4) Non-traditional Hours

Being a landlord isn’t a 9 - 5 kind of job. There are no set hours. Some days may be a breeze, whilst others are immensely stressful and busy.

Emergencies can happen at any hour, and you’ve got to be prepared to handle them.

Plus, scheduling can become pretty difficult. When it rains it pours, so they say, and this saying is as true for landlords as anything else. For example, you go to one of your routine inspections, you notice that the gutters need a clean, and then the tenant starts pointing out things that need fixing.

What should have been a quick once over, turns into weeks of expense, organizing and paying for repairs.

Being a landlord requires some excellent time management skills.

One thing you can do is to set 'office hours'. The tenant can contact you outside of those hours only in an emergency.

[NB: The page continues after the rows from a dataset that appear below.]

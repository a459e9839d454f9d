//! Query Cache
//!
//! 过滤查询结果的进程内缓存：key 是过滤条件（不含分页）的哈希，
//! 同一逻辑查询的所有分页共享一个缓存条目。TTL 过期即 miss，
//! 容量按 FIFO 淘汰最老条目。任何成功的写入都调用 `invalidate_all`。
//!
//! 注入对象（挂在 ServerState 上），不是模块级全局变量，可替换可测试。

use std::collections::VecDeque;
use std::sync::Arc;
use std::time::{Duration, Instant};

use dashmap::DashMap;
use parking_lot::Mutex;

struct CacheEntry<T> {
    payload: Arc<T>,
    created_at: Instant,
}

/// TTL'd, capacity-bounded FIFO cache for query payloads.
pub struct QueryCache<T> {
    entries: DashMap<u64, CacheEntry<T>>,
    // Insertion order for FIFO eviction; stale keys are skipped lazily.
    order: Mutex<VecDeque<u64>>,
    ttl: Duration,
    capacity: usize,
}

impl<T> QueryCache<T> {
    pub fn new(ttl: Duration, capacity: usize) -> Self {
        Self {
            entries: DashMap::new(),
            order: Mutex::new(VecDeque::new()),
            ttl,
            capacity: capacity.max(1),
        }
    }

    /// Look up a payload; entries older than the TTL are misses.
    pub fn get(&self, key: u64) -> Option<Arc<T>> {
        let expired = match self.entries.get(&key) {
            Some(entry) if entry.created_at.elapsed() < self.ttl => {
                return Some(entry.payload.clone());
            }
            Some(_) => true,
            None => false,
        };
        if expired {
            self.entries.remove(&key);
        }
        None
    }

    /// Insert or refresh a payload, evicting the oldest entries beyond
    /// capacity.
    pub fn put(&self, key: u64, payload: T) {
        let entry = CacheEntry {
            payload: Arc::new(payload),
            created_at: Instant::now(),
        };
        let is_new = self.entries.insert(key, entry).is_none();

        let mut order = self.order.lock();
        if is_new {
            order.push_back(key);
        }
        while self.entries.len() > self.capacity {
            let Some(oldest) = order.pop_front() else {
                break;
            };
            self.entries.remove(&oldest);
        }
    }

    /// Drop everything. Called after every successful entity write.
    pub fn invalidate_all(&self) {
        self.entries.clear();
        self.order.lock().clear();
    }

    pub fn len(&self) -> usize {
        self.entries.len()
    }

    pub fn is_empty(&self) -> bool {
        self.entries.is_empty()
    }
}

This will help you manage your time and stop you from spending your evenings on the phone or worrying about your rental properties.

RelatedThe Travelling Landlord: What we Learnt from Managing Properties Abroad

to know before you become a landlord

5) Inspections

Property inspections are one of the main ways you can safeguard your investment against bad tenants.

It is important that you keep track of the condition of your property and make a note of any maintenance issues or tenant damage that has occurred since the initial inspection in the property condition report.

Sticking to the guidelines set out for rent inspections by the governing bodies is also integral to reduce the risk of costly disputes or penalties. 

An unconventional but rewarding role

A landlord’s life can be stressful. It can require you to work at all hours and when things go wrong dealing with them can be costly and time-consuming. However, it can also bring with it the reward of personal freedom that comes with being your own boss.

On top of this, a lot of people get on well with their tenants and find themselves building personal relationships with them which can be rewarding in its own way.

We hope you found this blog interesting! However, do note that it should not be used as a substitute for competent legal and/or other advice from a licensed professional.